Secrets lifecycle

How to keep credentials and tokens out of logs, images, and the wrong process—and how to rotate JWT and OIDC signing material without taking unrelated dependencies offline.

For architecture and token placement, see Security architecture and Auth recipes. For gateway and JSON logging, see Observability. For TLS and HSTS at the edge, see Production TLS and edge headers. For query-string tokens (URL sessions, email links, redaction), see URL sessions, query tokens, and email links (security).

Principles

  • Never bake secrets into images. Build args and Dockerfile ENV for production secrets leak in layer history; inject at runtime (Kubernetes Secret, cloud secret manager → env or mounted file, CI/CD sealed secrets).

  • Do not log secrets. Avoid printing os.environ, full header dicts, or exception messages that echo user-controlled Authorization bodies. Use fluxlit.logging.redact when copying headers into logs or debug output.

  • Scope secrets to the process that needs them. Long-lived IdP client secrets belong in the FastAPI / gateway environment, not in patterns that expose them to untrusted Streamlit widgets (see Security architecture).

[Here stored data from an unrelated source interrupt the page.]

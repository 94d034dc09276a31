use tracing_subscriber::{EnvFilter, layer::SubscriberExt, util::SubscriberInitExt};

use crate::config::LogFormat;

/// Default filter when `RUST_LOG` is unset.
const DEFAULT_FILTER: &str = "info,chat_widget_gateway=debug,tower_http=info";

/// Initialize structured logging.
///
/// `RUST_LOG` overrides the default filter. `LogFormat::Json` emits one JSON
/// object per event for log shippers; `Compact` is for humans.
pub fn init(format: LogFormat) {
    let filter_layer =
        EnvFilter::try_from_default_env().unwrap_or_else(|_| EnvFilter::new(DEFAULT_FILTER));

    let registry = tracing_subscriber::registry().with(filter_layer);

    match format {
        LogFormat::Json => registry
            .with(
                tracing_subscriber::fmt::layer()
                    .json()
                    .with_current_span(false)
                    .with_target(true),
            )
            .init(),
        LogFormat::Compact => registry
            .with(
                tracing_subscriber::fmt::layer()
                    .with_target(true)
                    .with_thread_ids(true)
                    .with_line_number(true)
                    .compact(),
            )
            .init(),
    }
}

Kubernetes and cloud patterns

  • Kubernetes: mount Secret as files under /var/run/secrets/... or map keys to env vars on the Pod; use envFrom only where every key is intended for the container. Prefer workload identity (IAM, GCP SA) for fetching short-lived tokens over long-lived API keys in env.

  • AWS / GCP / Azure: use the platform secret store and inject into the task at rollout; rotate by new secret version + rolling restart rather than editing running pods in place.

  • Local / dev: .env is fine for developer machines; keep .env out of Docker context (the default .dockerignore from fluxlit build already lists .env).

Logs and observability

Gateway access logs and custom middleware can accidentally record Authorization, cookies, or API keys. When building structured logs:

  • Prefer allowlists of field names; never dump request.headers wholesale into production indexes.

  • Use fluxlit.logging.redact helpers when you must log a subset of headers for support.

See Observability for JSON formatter examples and correlation IDs.

JWT and OIDC secret rotation

HS256 (shared secret)

Used when validation uses a single symmetric key (e.g. FLUXLIT_JWT_HS256_SECRET or your own JWTAuthConfig).

  1. Generate a new strong secret; keep the old one available during overlap if you need zero-downtime acceptance of tokens signed with either key (requires app support for multiple secrets—not the default single-env configuration).

  2. Simplest safe rollout: schedule a short window; deploy the new secret; invalidate outstanding access tokens if TTL allows, or accept that old tokens fail until they expire.

  3. Roll pods after changing env so every process reads the new value; verify /api/... protected routes with a token minted after rotation.

JWKS (asymmetric / IdP keys)

When using FLUXLIT_JWT_JWKS_URL (or an equivalent URL in JWTAuthConfig), verification keys come from the IdP.

  1. IdP key rotation is controlled by the issuer: new keys appear in JWKS with a new kid; old keys remain until signing stops.

  2. FluxLit’s JWT path fetches JWKS as configured—ensure network egress to the JWKS URL from the gateway and watch cache / TTL behavior if you customize HTTP clients; after IdP rotation, stale caches can cause short 401 bursts until refreshed.

  3. OIDC client secret rotation: update the secret at the IdP, then update OIDC_CLIENT_SECRET (or your env) and roll replicas so Streamlit child processes inherit the new env.

BFF signing secrets

FLUXLIT_OIDC_BFF_SECRET (and similar) protect cookies or server-side exchanges. Rotate like HS256: deploy new value, roll processes, coordinate with any sticky session or multiple replica constraints documented in Security architecture.

For recipe-level wiring, see Auth recipes.